The paper tackles the problem of balancing medical knowledge delivery with emotional comfort in healthcare conversational systems by fine-tuning large language models on a rewritten dataset containing patient queries with negative emotions. Experimental results show the methodology significantly enhances emotional response generation while maintaining accurate knowledge-based answering capabilities.
With the advancement of large language models, many dialogue systems are now capable of providing reasonable and informative responses to patients' medical conditions. However, when patients consult their doctor, they may experience negative emotions due to the severity and urgency of their situation.
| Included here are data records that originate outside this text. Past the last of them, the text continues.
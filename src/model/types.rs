use egui::{Modifiers, Vec2};

/// Stable identifier of a [`super::Dockable`] inside one [`super::DockTree`].
#[derive(Clone, Copy, Debug, PartialEq, Eq, PartialOrd, Ord, Hash)]
#[cfg_attr(feature = "serde", derive(serde::Deserialize, serde::Serialize))]
pub struct DockableId(u64);

impl DockableId {
    pub const fn from_u64(raw: u64) -> Self {
        Self(raw)
    }

    pub const fn as_u64(self) -> u64 {
        self.0
    }
}

impl std::fmt::Display for DockableId {
    fn fmt(&self, f: &mut std::fmt::Formatter<'_>) -> std::fmt::Result {
        write!(f, "#{}", self.0)
    }
}

/// Identifier of a floating [`super::DockWindow`].
#[derive(Clone, Copy, Debug, PartialEq, Eq, PartialOrd, Ord, Hash)]
#[cfg_attr(feature = "serde", derive(serde::Deserialize, serde::Serialize))]
pub struct WindowId(u64);

impl WindowId {
    pub const fn from_u64(raw: u64) -> Self {
        Self(raw)
    }

    pub const fn as_u64(self) -> u64 {
        self.0
    }
}

impl std::fmt::Display for WindowId {
    fn fmt(&self, f: &mut std::fmt::Formatter<'_>) -> std::fmt::Result {
        write!(f, "window#{}", self.0)
    }
}

/// Layout axis of a proportional, pixel or wrap dock.
#[derive(Clone, Copy, Debug, PartialEq, Eq, Hash)]
#[cfg_attr(feature = "serde", derive(serde::Deserialize, serde::Serialize))]
pub enum Orientation {
    /// Children are placed left to right.
    Horizontal,
    /// Children are placed top to bottom.
    Vertical,
}

impl Orientation {
    /// Extent of `size` along this axis.
    pub fn main(self, size: Vec2) -> f32 {
        match self {
            Self::Horizontal => size.x,
            Self::Vertical => size.y,
        }
    }

    /// Extent of `size` across this axis.
    pub fn cross(self, size: Vec2) -> f32 {
        match self {
            Self::Horizontal => size.y,
            Self::Vertical => size.x,
        }
    }

    pub fn flipped(self) -> Self {
        match self {
            Self::Horizontal => Self::Vertical,
            Self::Vertical => Self::Horizontal,
        }
    }
}

/// The resolved placement intent of a pending drop.
#[derive(Clone, Copy, Debug, Default, PartialEq, Eq, Hash)]
#[cfg_attr(feature = "serde", derive(serde::Deserialize, serde::Serialize))]
pub enum DockOperation {
    #[default]
    None,
    Left,
    Right,
    Top,
    Bottom,
    Fill,
    Window,
    TopLeft,
    TopRight,
    BottomLeft,
    BottomRight,
}

impl DockOperation {
    pub const ALL: [Self; 10] = [
        Self::Left,
        Self::Right,
        Self::Top,
        Self::Bottom,
        Self::Fill,
        Self::Window,
        Self::TopLeft,
        Self::TopRight,
        Self::BottomLeft,
        Self::BottomRight,
    ];

    pub fn is_none(self) -> bool {
        self == Self::None
    }

    pub fn is_edge(self) -> bool {
        matches!(self, Self::Left | Self::Right | Self::Top | Self::Bottom)
    }

    pub fn is_corner(self) -> bool {
        matches!(
            self,
            Self::TopLeft | Self::TopRight | Self::BottomLeft | Self::BottomRight
        )
    }

    /// Split axis for edge operations.
    pub fn split_orientation(self) -> Option<Orientation> {
        match self {
            Self::Left | Self::Right => Some(Orientation::Horizontal),
            Self::Top | Self::Bottom => Some(Orientation::Vertical),
            _ => None,
        }
    }

    /// Whether the source goes before the target along the split axis.
    pub fn source_first(self) -> bool {
        matches!(self, Self::Left | Self::Top)
    }

    /// `(vertical, horizontal)` edge pair a corner is composed of.
    pub fn corner_parts(self) -> Option<(Self, Self)> {
        match self {
            Self::TopLeft => Some((Self::Top, Self::Left)),
            Self::TopRight => Some((Self::Top, Self::Right)),
            Self::BottomLeft => Some((Self::Bottom, Self::Left)),
            Self::BottomRight => Some((Self::Bottom, Self::Right)),
            _ => None,
        }
    }

    fn bit(self) -> u16 {
        match self {
            Self::None => 0,
            Self::Left => 1 << 0,
            Self::Right => 1 << 1,
            Self::Top => 1 << 2,
            Self::Bottom => 1 << 3,
            Self::Fill => 1 << 4,
            Self::Window => 1 << 5,
            Self::TopLeft => 1 << 6,
            Self::TopRight => 1 << 7,
            Self::BottomLeft => 1 << 8,
            Self::BottomRight => 1 << 9,
        }
    }
}

/// Set of [`DockOperation`]s a container accepts (`AllowedDockOperations`).
#[derive(Clone, Copy, Debug, PartialEq, Eq, Hash)]
#[cfg_attr(feature = "serde", derive(serde::Deserialize, serde::Serialize))]
pub struct DockOperationMask(u16);

impl DockOperationMask {
    pub const NONE: Self = Self(0);
    pub const ALL: Self = Self(0b11_1111_1111);

    pub fn only(operations: &[DockOperation]) -> Self {
        operations.iter().fold(Self::NONE, |mask, &op| mask.with(op))
    }

    #[must_use]
    pub fn with(self, operation: DockOperation) -> Self {
        Self(self.0 | operation.bit())
    }

    #[must_use]
    pub fn without(self, operation: DockOperation) -> Self {
        Self(self.0 & !operation.bit())
    }

    /// `None` is never contained.
    pub fn contains(self, operation: DockOperation) -> bool {
        let bit = operation.bit();
        bit != 0 && self.0 & bit == bit
    }
}

impl Default for DockOperationMask {
    fn default() -> Self {
        Self::ALL
    }
}

/// What a drop does with the dragged dockable.
#[derive(Clone, Copy, Debug, Default, PartialEq, Eq, Hash)]
#[cfg_attr(feature = "serde", derive(serde::Deserialize, serde::Serialize))]
pub enum DragAction {
    #[default]
    Move,
    Copy,
    Link,
}

impl DragAction {
    /// Alt links, Ctrl copies, Shift (or nothing) moves.
    pub fn from_modifiers(modifiers: Modifiers) -> Self {
        if modifiers.alt {
            Self::Link
        } else if modifiers.ctrl || modifiers.command {
            Self::Copy
        } else {
            Self::Move
        }
    }
}

/// Edge a tool dock sits against; decides where its tools go when pinned.
#[derive(Clone, Copy, Debug, Default, PartialEq, Eq, Hash)]
#[cfg_attr(feature = "serde", derive(serde::Deserialize, serde::Serialize))]
pub enum PinnedAlignment {
    #[default]
    Left,
    Right,
    Top,
    Bottom,
}

/// How a document dock presents its documents.
#[derive(Clone, Copy, Debug, Default, PartialEq, Eq, Hash)]
#[cfg_attr(feature = "serde", derive(serde::Deserialize, serde::Serialize))]
pub enum DocumentLayout {
    #[default]
    Tabbed,
    /// Overlapping document windows arranged by an [`crate::mdi::MdiLayoutManager`].
    Mdi,
}

#[cfg(test)]
mod tests {
    use super::*;

    #[test]
    fn drag_action_follows_modifiers() {
        assert_eq!(DragAction::from_modifiers(Modifiers::NONE), DragAction::Move);
        assert_eq!(DragAction::from_modifiers(Modifiers::SHIFT), DragAction::Move);
        assert_eq!(DragAction::from_modifiers(Modifiers::CTRL), DragAction::Copy);
        assert_eq!(DragAction::from_modifiers(Modifiers::ALT), DragAction::Link);
        assert_eq!(
            DragAction::from_modifiers(Modifiers::ALT | Modifiers::CTRL),
            DragAction::Link
        );
    }

    #[test]
    fn mask_never_contains_none() {
        assert!(!DockOperationMask::ALL.contains(DockOperation::None));
        let mask = DockOperationMask::only(&[DockOperation::Fill, DockOperation::Left]);
        assert!(mask.contains(DockOperation::Fill));
        assert!(mask.contains(DockOperation::Left));
        assert!(!mask.contains(DockOperation::Window));
        assert!(!mask.without(DockOperation::Fill).contains(DockOperation::Fill));
    }

    #[test]
    fn corners_decompose_vertical_first() {
        assert_eq!(
            DockOperation::BottomRight.corner_parts(),
            Some((DockOperation::Bottom, DockOperation::Right))
        );
        assert_eq!(DockOperation::Fill.corner_parts(), None);
    }
}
If the model can provide appropriate comfort and empathy based on the patient's negative emotions while answering medical questions, it will likely offer a more reassuring experience during the medical consultation process. To address this issue, our paper explores the balance between knowledge sharing and emotional support in the healthcare dialogue process. We utilize a large language model to rewrite a real-world interactive medical dialogue dataset, generating patient queries with negative emotions and corresponding medical responses aimed at soothing the patient's emotions while addressing their concerns. The modified data serves to refine the latest large language models with various fine-tuning methods, enabling them to accurately provide sentences with both emotional reassurance and constructive suggestions in response to patients' questions. Compared to the original LLM model, our experimental results demonstrate that our methodology significantly enhances the model's ability to generate emotional responses while maintaining its original capability to provide accurate knowledge-based answers.